Era-lhe força relatar á mulher o desastre acontecido com o infeliz que o insultára, e provavelmente devia ser o inglez vindo a Portugal. Não podia elle rastrear os motivos do insulto nem o interesse com que a desatinada coragem do petulante inglez se pagava. Partiu logo a Caminha para averiguar do sujeito a quem o moço viera recommendado os signaes e pormenores de tal apresentação. Disseram-lhe que o rapaz exprimia custosamente a lingua portuguesa, e não proferira palavra relativa a Nicoláo d’Almeida, tirante as necessarias para lhe saber a residencia. Emburilhou-se-lhe ainda mais a trama das conjecturas, até que principiou a convencer-se de que o moço era algum paladino desorientado por vapores da idade média, ou leituras de romances de cavallarias, o qual, ouvindo contar a Gervasio de Barros a tragedia da sua familia, deliberára em honra da sua dama endireitar um tuerto, que se lhe figurava crime de vingança digna d’elle e da posteridade.

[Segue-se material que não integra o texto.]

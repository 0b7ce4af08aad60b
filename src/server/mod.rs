//! Server-side result cache.
//!
//! Owns session lifecycle and progressive materialization, and serves
//! filtered/sorted/paginated reads against cached row sets.

mod manager;
mod progress;
mod reader;
mod session;

pub use manager::SessionCacheManager;
pub use progress::{ProgressSnapshot, ProgressTracker};
pub use reader::ResultPageReader;
pub use session::{SessionEntry, SessionStatus, StatusSnapshot};
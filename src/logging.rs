//! Logging configuration for db-pager.
//!
//! Provides stderr logging for the CLI and tests, and file logging for
//! embedding hosts that own the terminal.

use std::fs::{self, File};
use std::path::PathBuf;
use tracing_subscriber::EnvFilter;

/// Initializes logging to a file.
///
/// Location: `~/.local/state/db-pager/pager.log` on Linux (XDG state
/// directory), or the platform-appropriate state/config directory elsewhere.
pub fn init_file_logging() {
    let log_path = get_log_path();

    if let Some(parent) = log_path.parent() {
        if let Err(e) = fs::create_dir_all(parent) {
            eprintln!("Warning: Could not create log directory: {e}");
            return;
        }
    }

    // Truncate on each run to avoid unbounded growth
    let log_file = match File::create(&log_path) {
        Ok(f) => f,
        Err(e) => {
            eprintln!("Warning: Could not create log file: {e}");
            return;
        }
    };

    tracing_subscriber::fmt()
        .with_env_filter(
            EnvFilter::try_from_default_env().unwrap_or_else(|_| EnvFilter::new("info")),
        )
        .with_writer(log_file)
        .with_ansi(false)
        .init();
}

/// Initializes logging to stderr for the CLI and test runs.
///
/// Stderr keeps log lines out of the page output on stdout.
pub fn init_stderr_logging() {
    tracing_subscriber::fmt()
        .with_env_filter(
            EnvFilter::try_from_default_env().unwrap_or_else(|_| EnvFilter::new("info")),
        )
        .with_writer(std::io::stderr)
        .init();
}

/// Returns the path for the log file.
pub fn get_log_path() -> PathBuf {
    if let Some(state_dir) = dirs::state_dir() {
        return state_dir.join("db-pager").join("pager.log");
    }

    if let Some(config_dir) = dirs::config_dir() {
        return config_dir.join("db-pager").join("pager.log");
    }

    std::env::temp_dir().join("pager.log")
}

N’estas fluctuações, recebeu uma carta de um dos seus padrinhos de duello, escripta quarenta e oito horas depois que se tinham separado na estação.

Resava assim:

«Dilucidou-se o misterio. Ahi vae cousa que te deve assombrar, e me traz a mim espantado a pensar que ainda se fazem maravilhosos romances n’esta vida pratica e positiva, onde tudo parece correr com enjoativa regularidade.

«Primeiramente, saberás que sir Richard Grattan ainda não acabou; mas não tardará.

«Segundamente, saberás que os padrinhos d’elle acabam de contar aos seus amigos, e estes amigos a outros, e os outros a todo o mundo, uma coisa que não deixa de ser bonita; mas, apesar d’isso, te recommendo que não leias esta carta deante de tua senhora...»

N’este ponto Nicoláo exclamou, surrindo:

—Oh! que é isto?! Desculpa, Thomazia, que eu devo obedecer ao meu amigo.